What are the supported hierarchy types and how to create them?
Predefined Time Hierarchy: By selecting the hierarchy from Kyvos' pre-defined hierarchy list (allowed only on hierarchies for Time Type Dimension).
Custom Time Hierarchy: By selecting the Date Data Type for each level of the Time hierarchy individually from the Level Properties panel (allowed only on hierarchies of Time Type Dimension)
NOTE: If Date Data Type is not configured on a level of the custom time hierarchy, all the levels below that level will not perform/behave as Date Data Type even if configured.Custom Calendar: If the Quarter, Month, etc. for your data model are not the same as defined in the Gregorian calendar (allowed only on Custom Time Hierarchy of Time Type Dimension).
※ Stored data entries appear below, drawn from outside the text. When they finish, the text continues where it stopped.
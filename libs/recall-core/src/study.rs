//! Review grading: answer matching plus scheduling into one review record.

use chrono::{DateTime, Utc};

use crate::algorithm::{schedule, SchedulingResult};
use crate::error::ValidationError;
use crate::matching::{compare, MatchResult};
use crate::types::{AnswerMode, CardState, EffectiveSettings, Review};

/// One answer submitted by the user.
#[derive(Debug, Clone, Copy)]
pub struct Answer<'a> {
    pub card_id: i64,
    /// Raw button value on the session's rating scale.
    pub rating: u8,
    /// Present in typed mode.
    pub typed: Option<&'a str>,
    pub time_taken_ms: Option<u32>,
}

/// Everything produced by grading one answer.
#[derive(Debug, Clone, PartialEq)]
pub struct Graded {
    pub review: Review,
    pub scheduling: SchedulingResult,
    pub match_result: Option<MatchResult>,
}

/// Grade an answer against `correct_answer` and schedule the card.
///
/// Validation happens before any computation: an unknown rating for the
/// scale, or a bad fuzzy threshold, returns an error and produces nothing.
pub fn grade(
    settings: &EffectiveSettings,
    state: &CardState,
    correct_answer: &str,
    answer: Answer<'_>,
    now: DateTime<Utc>,
) -> Result<Graded, ValidationError> {
    let rating = settings.rating_scale.rating(answer.rating)?;

    let match_result = answer
        .typed
        .map(|typed| {
            compare(
                typed,
                correct_answer,
                settings.matching_mode,
                settings.fuzzy_threshold,
            )
        })
        .transpose()?;

    let scheduling = schedule(settings.algorithm, state, rating, now);

    let review = Review {
        card_id: answer.card_id,
        reviewed_at: now,
        rating,
        rating_scale: settings.rating_scale,
        answer_mode: if answer.typed.is_some() {
            AnswerMode::Typed
        } else {
            AnswerMode::Flip
        },
        typed_answer: answer.typed.map(str::to_string),
        was_correct: match_result.as_ref().map(|m| m.is_correct),
        time_taken_ms: answer.time_taken_ms,
        interval_before: state.interval_days,
        interval_after: scheduling.new_state.interval_days,
        ease_before: state.ease_factor,
        ease_after: scheduling.new_state.ease_factor,
        algorithm: settings.algorithm,
        state_after: scheduling.new_state.clone(),
    };

    Ok(Graded {
        review,
        scheduling,
        match_result,
    })
}

#[cfg(test)]
mod tests {
    use super::*;
    use crate::algorithm::initial_state;
    use crate::types::{Algorithm, CardStatus, MatchingMode, Rating, RatingScale};
    use chrono::{Duration, TimeZone};
    use pretty_assertions::assert_eq;

    fn now() -> DateTime<Utc> {
        Utc.with_ymd_and_hms(2024, 5, 1, 12, 0, 0).unwrap()
    }

    fn flip(rating: u8) -> Answer<'static> {
        Answer {
            card_id: 7,
            rating,
            typed: None,
            time_taken_ms: Some(1500),
        }
    }

    #[test]
    fn new_card_rated_good_under_sm2() {
        let settings = EffectiveSettings::default();
        let state = initial_state(Algorithm::Sm2);

        let graded = grade(&settings, &state, "answer", flip(3), now()).unwrap();

        assert_eq!(graded.review.rating, Rating::Good);
        assert_eq!(graded.review.answer_mode, AnswerMode::Flip);
        assert_eq!(graded.review.algorithm, Algorithm::Sm2);
        assert_eq!(graded.review.interval_before, 0.0);
        assert_eq!(graded.review.interval_after, 1.0);
        assert_eq!(graded.review.ease_after, 2.5);
        assert_eq!(graded.review.state_after.status, CardStatus::Review);
        assert_eq!(graded.scheduling.next_due, now() + Duration::days(1));
        assert!(graded.match_result.is_none());
    }

    #[test]
    fn typed_answer_records_correctness() {
        let settings = EffectiveSettings {
            matching_mode: MatchingMode::Fuzzy,
            ..Default::default()
        };
        let state = initial_state(Algorithm::Sm2);
        let answer = Answer {
            typed: Some("Ownershp"),
            ..flip(3)
        };

        let graded = grade(&settings, &state, "ownership", answer, now()).unwrap();

        assert_eq!(graded.review.answer_mode, AnswerMode::Typed);
        assert_eq!(graded.review.typed_answer.as_deref(), Some("Ownershp"));
        assert_eq!(graded.review.was_correct, Some(true));
    }

    #[test]
    fn two_point_scale_maps_onto_internal_ratings() {
        let settings = EffectiveSettings {
            rating_scale: RatingScale::TwoPoint,
            ..Default::default()
        };
        let state = initial_state(Algorithm::Fsrs);

        let wrong = grade(&settings, &state, "a", flip(1), now()).unwrap();
        assert_eq!(wrong.review.rating, Rating::Again);
        assert_eq!(wrong.review.rating_scale, RatingScale::TwoPoint);

        let correct = grade(&settings, &state, "a", flip(2), now()).unwrap();
        assert_eq!(correct.review.rating, Rating::Good);

        assert_eq!(
            grade(&settings, &state, "a", flip(3), now()).unwrap_err(),
            ValidationError::RatingOutOfScale {
                value: 3,
                scale: "2point"
            }
        );
    }

    #[test]
    fn invalid_input_is_rejected_before_scheduling() {
        let state = initial_state(Algorithm::Sm2);
        assert_eq!(
            grade(&EffectiveSettings::default(), &state, "a", flip(0), now()).unwrap_err(),
            ValidationError::InvalidRating(0)
        );

        let settings = EffectiveSettings {
            fuzzy_threshold: 1.2,
            ..Default::default()
        };
        let answer = Answer {
            typed: Some("a"),
            ..flip(3)
        };
        assert!(grade(&settings, &state, "a", answer, now()).is_err());
    }

    #[test]
    fn algorithm_is_pinned_on_review() {
        let settings = EffectiveSettings {
            algorithm: Algorithm::Fsrs,
            ..Default::default()
        };
        let graded = grade(&settings, &CardState::default(), "a", flip(4), now()).unwrap();
        assert_eq!(graded.review.algorithm, Algorithm::Fsrs);
        assert!(graded.review.state_after.stability.is_some());
    }
}
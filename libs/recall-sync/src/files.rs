//! Watched markdown files: collection, hashing and atomic rewrites.

use std::fs;
use std::io::Write;
use std::path::{Path, PathBuf};

use sha2::{Digest, Sha256};
use tempfile::NamedTempFile;
use tracing::warn;

use crate::error::SyncError;

/// A markdown file found under a watched root.
#[derive(Debug, Clone, PartialEq, Eq)]
pub struct WatchedFile {
    /// Path relative to its root, with `/` separators. This is the key the
    /// authority knows the file by.
    pub path: String,
    pub absolute: PathBuf,
    pub content: String,
}

/// Compute the SHA-256 hash of content.
pub fn hash_content(content: &str) -> String {
    let mut hasher = Sha256::new();
    hasher.update(content.as_bytes());
    format!("{:x}", hasher.finalize())
}

/// Read every `.md` file under the given roots, sorted by relative path.
///
/// A root may also be a single markdown file. When two roots yield the same
/// relative path, the first one wins and the other is skipped with a warning.
pub fn collect_markdown(roots: &[PathBuf]) -> Result<Vec<WatchedFile>, SyncError> {
    let mut found = Vec::new();
    for root in roots {
        if root.is_file() {
            if is_markdown(root) {
                let name = root
                    .file_name()
                    .map(|n| n.to_string_lossy().into_owned())
                    .unwrap_or_default();
                found.push((name, root.clone()));
            }
            continue;
        }
        collect_md_files(root, root, &mut found)?;
    }

    found.sort_by(|a, b| a.0.cmp(&b.0));

    let mut files: Vec<WatchedFile> = Vec::with_capacity(found.len());
    for (path, absolute) in found {
        if files.last().is_some_and(|f| f.path == path) {
            warn!(path = %path, skipped = %absolute.display(), "duplicate watched path");
            continue;
        }
        let content = fs::read_to_string(&absolute)?;
        files.push(WatchedFile {
            path,
            absolute,
            content,
        });
    }
    Ok(files)
}

fn is_markdown(path: &Path) -> bool {
    path.extension().map(|e| e == "md").unwrap_or(false)
}

fn collect_md_files(
    base: &Path,
    dir: &Path,
    found: &mut Vec<(String, PathBuf)>,
) -> Result<(), SyncError> {
    for entry in fs::read_dir(dir)? {
        let path = entry?.path();
        if path.is_dir() {
            collect_md_files(base, &path, found)?;
        } else if is_markdown(&path) {
            let relative = path
                .strip_prefix(base)
                .map_err(|e| SyncError::FileSystem(e.to_string()))?
                .components()
                .map(|c| c.as_os_str().to_string_lossy())
                .collect::<Vec<_>>()
                .join("/");
            found.push((relative, path));
        }
    }
    Ok(())
}

/// Replace several files, each one atomically.
///
/// Every new content is first staged in a temporary file beside its target,
/// so a failure while staging leaves every target untouched. Only then are
/// the temporaries renamed into place one by one; if a rename fails, the
/// targets renamed before it keep their new content and the rest keep the
/// old one.
pub fn write_atomically(files: &[(PathBuf, String)]) -> Result<(), SyncError> {
    let mut staged = Vec::with_capacity(files.len());
    for (target, content) in files {
        let dir = target
            .parent()
            .ok_or_else(|| SyncError::FileSystem(format!("no parent for {}", target.display())))?;
        let mut temp = NamedTempFile::new_in(dir)?;
        temp.write_all(content.as_bytes())?;
        temp.as_file().sync_all()?;
        staged.push((temp, target));
    }

    for (temp, target) in staged {
        temp.persist(target)
            .map_err(|e| SyncError::FileSystem(e.to_string()))?;
    }
    Ok(())
}

#[cfg(test)]
mod tests {
    use super::*;
    use pretty_assertions::assert_eq;

    #[test]
    fn hash_is_stable_hex() {
        let hash = hash_content("Q: a\nA: b\n");
        assert_eq!(hash.len(), 64);
        assert_eq!(hash, hash_content("Q: a\nA: b\n"));
        assert_ne!(hash, hash_content("Q: a\nA: c\n"));
    }

    #[test]
    fn collects_nested_markdown_with_relative_keys() {
        let dir = tempfile::tempdir().unwrap();
        fs::create_dir_all(dir.path().join("rust/advanced")).unwrap();
        fs::write(dir.path().join("rust/basics.md"), "Q: a\nA: b\n").unwrap();
        fs::write(dir.path().join("rust/advanced/traits.md"), "Q: c\nA: d\n").unwrap();
        fs::write(dir.path().join("notes.txt"), "ignored").unwrap();

        let files = collect_markdown(&[dir.path().to_path_buf()]).unwrap();
        let keys: Vec<&str> = files.iter().map(|f| f.path.as_str()).collect();
        assert_eq!(keys, vec!["rust/advanced/traits.md", "rust/basics.md"]);
        assert_eq!(files[1].content, "Q: a\nA: b\n");
    }

    #[test]
    fn missing_root_is_a_file_system_error() {
        let dir = tempfile::tempdir().unwrap();
        let missing = dir.path().join("nope");
        assert!(matches!(
            collect_markdown(&[missing]),
            Err(SyncError::FileSystem(_))
        ));
    }

    #[test]
    fn atomic_write_replaces_all_files() {
        let dir = tempfile::tempdir().unwrap();
        let a = dir.path().join("a.md");
        let b = dir.path().join("b.md");
        fs::write(&a, "old a").unwrap();
        fs::write(&b, "old b").unwrap();

        write_atomically(&[(a.clone(), "new a".into()), (b.clone(), "new b".into())]).unwrap();

        assert_eq!(fs::read_to_string(a).unwrap(), "new a");
        assert_eq!(fs::read_to_string(b).unwrap(), "new b");
    }

    #[test]
    fn failed_staging_leaves_files_untouched() {
        let dir = tempfile::tempdir().unwrap();
        let a = dir.path().join("a.md");
        fs::write(&a, "old a").unwrap();
        let unreachable = dir.path().join("missing-dir").join("b.md");

        let result = write_atomically(&[(a.clone(), "new a".into()), (unreachable, "b".into())]);

        assert!(result.is_err());
        assert_eq!(fs::read_to_string(a).unwrap(), "old a");
    }

    #[test]
    fn failed_rename_keeps_files_already_replaced() {
        let dir = tempfile::tempdir().unwrap();
        let a = dir.path().join("a.md");
        let b = dir.path().join("b.md");
        fs::write(&a, "old a").unwrap();
        fs::create_dir_all(b.join("nested")).unwrap();

        let result = write_atomically(&[(a.clone(), "new a".into()), (b.clone(), "new b".into())]);

        assert!(matches!(result, Err(SyncError::FileSystem(_))));
        assert_eq!(fs::read_to_string(a).unwrap(), "new a");
        assert!(b.is_dir());
        // No staged temporaries are left behind.
        assert_eq!(fs::read_dir(dir.path()).unwrap().count(), 2);
    }
}
//! Server configuration read from the environment.

use std::path::PathBuf;

const DEFAULT_HOST: &str = "0.0.0.0";
const DEFAULT_PORT: u16 = 3000;
const DEFAULT_LOG_FILTER: &str = "info";

/// Settings for the authority server.
#[derive(Debug, Clone, PartialEq, Eq)]
pub struct AuthorityConfig {
    pub host: String,
    pub port: u16,
    /// `tracing` filter directive.
    pub log_filter: String,
    /// JSON snapshot the authority is loaded from and saved to after every
    /// mutation. Without one the authority lives in memory only.
    pub snapshot: Option<PathBuf>,
}

impl Default for AuthorityConfig {
    fn default() -> Self {
        Self {
            host: DEFAULT_HOST.to_string(),
            port: DEFAULT_PORT,
            log_filter: DEFAULT_LOG_FILTER.to_string(),
            snapshot: None,
        }
    }
}

impl AuthorityConfig {
    /// Load `.env` if present, then read `HOST`, `PORT`, `RUST_LOG` and
    /// `AUTHORITY_SNAPSHOT`.
    pub fn from_env() -> anyhow::Result<Self> {
        dotenvy::dotenv().ok();
        Self::from_lookup(|key| std::env::var(key).ok())
    }

    fn from_lookup(lookup: impl Fn(&str) -> Option<String>) -> anyhow::Result<Self> {
        let defaults = Self::default();
        let port = match lookup("PORT") {
            Some(port) => port
                .parse()
                .map_err(|_| anyhow::anyhow!("PORT must be a port number, got {port:?}"))?,
            None => defaults.port,
        };

        Ok(Self {
            host: lookup("HOST").unwrap_or(defaults.host),
            port,
            log_filter: lookup("RUST_LOG").unwrap_or(defaults.log_filter),
            snapshot: lookup("AUTHORITY_SNAPSHOT")
                .filter(|path| !path.is_empty())
                .map(PathBuf::from),
        })
    }

    pub fn addr(&self) -> String {
        format!("{}:{}", self.host, self.port)
    }
}
//! Error handling for the authority API

use axum::{
    http::StatusCode,
    response::{IntoResponse, Response},
    Json,
};
use recall_sync::AuthorityError;
use serde::Serialize;
use thiserror::Error;

/// API error types
#[derive(Debug, Error)]
pub enum ApiError {
    #[error("Unauthorized: {0}")]
    Unauthorized(String),

    #[error("Bad request: {0}")]
    BadRequest(String),

    #[error("Card identity sequence exhausted")]
    IdentityExhausted,

    #[error("Internal error: {0}")]
    Internal(String),
}

/// Error response body
#[derive(Serialize)]
struct ErrorResponse {
    error: String,
    message: String,
}

impl IntoResponse for ApiError {
    fn into_response(self) -> Response {
        let (status, error_type) = match &self {
            ApiError::Unauthorized(_) => (StatusCode::UNAUTHORIZED, "unauthorized"),
            ApiError::BadRequest(_) => (StatusCode::BAD_REQUEST, "bad_request"),
            ApiError::IdentityExhausted => (StatusCode::CONFLICT, "identity_exhausted"),
            ApiError::Internal(_) => (StatusCode::INTERNAL_SERVER_ERROR, "internal_error"),
        };

        if status.is_server_error() {
            tracing::error!(error = %self, "request failed");
        }

        let body = Json(ErrorResponse {
            error: error_type.to_string(),
            message: self.to_string(),
        });

        (status, body).into_response()
    }
}

impl From<AuthorityError> for ApiError {
    fn from(e: AuthorityError) -> Self {
        match e {
            AuthorityError::IdentityExhausted => ApiError::IdentityExhausted,
            AuthorityError::UnknownDevice(device) => {
                ApiError::Unauthorized(format!("Unknown device {device}"))
            }
            e @ AuthorityError::HashMismatch(_) => ApiError::BadRequest(e.to_string()),
            e @ AuthorityError::Snapshot(_) => ApiError::Internal(e.to_string()),
        }
    }
}

/// Result type alias for API operations
pub type Result<T> = std::result::Result<T, ApiError>;
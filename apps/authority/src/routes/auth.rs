//! Authentication middleware

use axum::{
    body::Body,
    extract::{Request, State},
    http::header::AUTHORIZATION,
    middleware::Next,
    response::Response,
};
use recall_core::DeviceId;

use crate::error::{ApiError, Result};
use crate::AppState;

/// Authenticated device info stored in request extensions
#[derive(Clone, Debug)]
pub struct AuthenticatedDevice {
    pub device_id: DeviceId,
}

/// Auth middleware - resolves the bearer token to a registered device
pub async fn auth_middleware(
    State(state): State<AppState>,
    mut request: Request<Body>,
    next: Next,
) -> Result<Response> {
    let auth_header = request
        .headers()
        .get(AUTHORIZATION)
        .and_then(|h| h.to_str().ok())
        .ok_or_else(|| ApiError::Unauthorized("Missing Authorization header".to_string()))?;

    let token = auth_header
        .strip_prefix("Bearer ")
        .ok_or_else(|| ApiError::Unauthorized("Invalid Authorization format".to_string()))?;

    let device_id = state
        .authority
        .authenticate(token)
        .map_err(|_| ApiError::Unauthorized("Invalid device token".to_string()))?;

    request
        .extensions_mut()
        .insert(AuthenticatedDevice { device_id });

    Ok(next.run(request).await)
}
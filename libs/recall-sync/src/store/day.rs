//! Study-day boundaries for the daily reset hour.

use chrono::{DateTime, Duration, NaiveDate, TimeZone, Timelike, Utc};

/// End of the study day containing `now`: the next occurrence of
/// `daily_reset_hour` strictly after `now`, in `now`'s time zone.
///
/// Before the reset hour the study day is still "yesterday", so its end is
/// the reset hour today.
pub fn study_day_end<Tz: TimeZone>(now: &DateTime<Tz>, daily_reset_hour: u32) -> DateTime<Utc> {
    let hour = daily_reset_hour.min(23);
    let date = if now.hour() < hour {
        now.date_naive()
    } else {
        now.date_naive() + Duration::days(1)
    };

    date.and_hms_opt(hour, 0, 0)
        .and_then(|naive| now.timezone().from_local_datetime(&naive).earliest())
        .map(|end| end.with_timezone(&Utc))
        .unwrap_or_else(|| now.with_timezone(&Utc) + Duration::days(1))
}

/// The study day `at` belongs to, named by the date it starts on.
pub fn study_day<Tz: TimeZone>(at: &DateTime<Tz>, daily_reset_hour: u32) -> NaiveDate {
    if at.hour() < daily_reset_hour.min(23) {
        at.date_naive() - Duration::days(1)
    } else {
        at.date_naive()
    }
}
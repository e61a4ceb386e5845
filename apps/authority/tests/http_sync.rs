//! A device syncing with the authority over real HTTP.

mod common;

use std::sync::Arc;

use chrono::Utc;
use pretty_assertions::assert_eq;
use recall_authority::{router, AppState};
use recall_core::Answer;
use recall_sync::remote::RemoteAuthority;
use recall_sync::{
    ensure_registered, CardRepository, HttpConnector, HttpRemote, IdentityAuthority, SqliteStore,
    StudyService, SyncEngine, SyncError, SyncStatus,
};

use common::fixtures::sample_md_content;

const DECK: &str = "rust/basics.md";

/// Serve the authority on an ephemeral port and return its base URL.
async fn spawn_server(state: AppState) -> String {
    let listener = tokio::net::TcpListener::bind("127.0.0.1:0").await.unwrap();
    let addr = listener.local_addr().unwrap();
    tokio::spawn(async move {
        axum::serve(listener, router(state)).await.unwrap();
    });
    format!("http://{}", addr)
}

#[tokio::test]
async fn test_sync_over_http() {
    let authority = Arc::new(IdentityAuthority::new());
    let endpoint = spawn_server(AppState::new(Arc::clone(&authority))).await;
    let client = reqwest::Client::new();
    let dir = tempfile::tempdir().unwrap();
    std::fs::create_dir_all(dir.path().join("rust")).unwrap();
    std::fs::write(dir.path().join(DECK), sample_md_content(2, false)).unwrap();

    let store = Arc::new(SqliteStore::open_in_memory().unwrap());
    let device = ensure_registered(store.as_ref(), &client, &endpoint, "laptop")
        .await
        .unwrap();
    // A second call reuses the stored identity.
    let again = ensure_registered(store.as_ref(), &client, &endpoint, "laptop")
        .await
        .unwrap();
    assert_eq!(again, device);

    let engine = SyncEngine::new(
        Arc::clone(&store),
        Arc::new(HttpConnector::with_client(client.clone(), device.token.clone())),
        device.device_id.clone(),
    );
    let roots = vec![dir.path().to_path_buf()];

    let status = engine.start_sync(&endpoint, &roots).await.unwrap();
    assert!(matches!(status, SyncStatus::Completed { .. }), "{status:?}");
    assert_eq!(
        std::fs::read_to_string(dir.path().join(DECK)).unwrap(),
        sample_md_content(2, true)
    );
    assert_eq!(store.list_cards(None).unwrap().len(), 2);

    let study = StudyService::new(Arc::clone(&store), device.device_id.clone());
    let session = study.begin_session(Some("rust"), Utc::now()).unwrap();
    let answer = Answer {
        card_id: 1,
        rating: 3,
        typed: None,
        time_taken_ms: Some(1800),
    };
    let graded = study.submit_review(&session, answer, Utc::now()).unwrap();

    let status = engine.start_sync(&endpoint, &roots).await.unwrap();
    match status {
        SyncStatus::Completed { stats, .. } => assert_eq!(stats.reviews_synced, 1),
        other => panic!("expected completed sync, got {other:?}"),
    }
    assert_eq!(authority.reviews_for_card(1), vec![graded.review.clone()]);
    assert_eq!(
        authority.card_state(&device.device_id, 1),
        Some(graded.review.state_after)
    );

    let remote = HttpRemote::new(client, endpoint, device.token);
    let status = remote.device_status().await.unwrap();
    assert_eq!(status.name, "laptop");
    assert_eq!(status.card_count, 2);
    assert_eq!(status.review_count, 1);
    remote.health().await.unwrap();
}

#[tokio::test]
async fn test_unknown_token_is_not_authenticated() {
    let authority = Arc::new(IdentityAuthority::new());
    let endpoint = spawn_server(AppState::new(authority)).await;
    let remote = HttpRemote::new(reqwest::Client::new(), endpoint, "stale-token");

    let result = remote.device_status().await;

    assert!(matches!(result, Err(SyncError::NotAuthenticated)));
}

#[tokio::test]
async fn test_snapshot_survives_restart() {
    let dir = tempfile::tempdir().unwrap();
    let path = dir.path().join("authority.json");
    let authority = Arc::new(IdentityAuthority::new());
    let endpoint = spawn_server(AppState::with_snapshot(authority, path.clone())).await;

    let client = reqwest::Client::new();
    let registered = HttpRemote::register(&client, &endpoint, "laptop")
        .await
        .unwrap();
    let remote = HttpRemote::new(client, endpoint, registered.token.clone());
    let request = common::fixtures::sync_upload_request(vec![common::fixtures::sync_file(
        DECK,
        &sample_md_content(3, false),
    )]);
    remote.upload(request).await.unwrap();

    let restored = IdentityAuthority::load_snapshot(&path).unwrap();
    assert_eq!(restored.last_id(), 3);
    assert_eq!(restored.authenticate(&registered.token).unwrap(), registered.device_id);
}
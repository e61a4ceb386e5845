//! Local-first storage and synchronisation for recall.
//!
//! Provides:
//! - SQLite local store (cards, per-device state, review queue, settings)
//! - Study service that grades answers and queues reviews
//! - Identity authority (in-process) and an HTTP client for a remote one
//! - Sync reconciler state machine

pub mod authority;
pub mod error;
pub mod files;
pub mod reconciler;
pub mod remote;
pub mod store;
pub mod study;

pub use authority::{AuthorityClient, IdentityAuthority};
pub use error::{AuthorityError, StoreError, StudyError, SyncError};
pub use files::{collect_markdown, hash_content, write_atomically, WatchedFile};
pub use reconciler::{SyncEngine, SyncStage, SyncStats, SyncStatus};
pub use remote::{ensure_registered, Connector, HttpConnector, HttpRemote, RemoteAuthority};
pub use store::{
    CardRepository, DeckRepository, LocalStore, ReviewRepository, SettingsRepository,
    SqliteStore, StateRepository, StatsRepository, SyncRepository,
};
pub use study::{StudyService, StudySession};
Alternate Hierarchy: By selecting the Has Alternate Path checkbox on the Hierarchy Properties panel.
Parent Child Hierarchy: By selecting the Has Parent Child Relation checkbox on the Hierarchy Properties panel.
Unbalanced and Ragged Hierarchies: You can hide redundant levels using the Hide Member property from the Level properties panel.
How to create a Time dimension in Kyvos?
At the time of adding dimensions, choose the dimension Type as Time from the Dimension Properties pane on the right.
Choose the hierarchy and field by right-clicking the dimension and making a selection.
If this is a time hierarchy, choose Year-Month-Date, Year-Quarter-Month, Year-Quarter-Week-Date, or Year-Quarter-Month.
If there is not a pre-defined time hierarchy shown, set the field data type to a Date type such as year-quarter-month.
Kyvos allows you to use time hierarchies in two ways:
Predefined: These are pre-created hierarchies in the system. You can select and add them to the cube from the hierarchies list from Year-Month-Date, Year-Quarter-Month, Year-Quarter-Week-Date, or Year-Quarter-Month.
Custom: In this type, you can define different date values for different columns. For example, year=2021 and month=09. In this case, you can drag individual columns and set up the field data type to each field such as year-quarter-month-day.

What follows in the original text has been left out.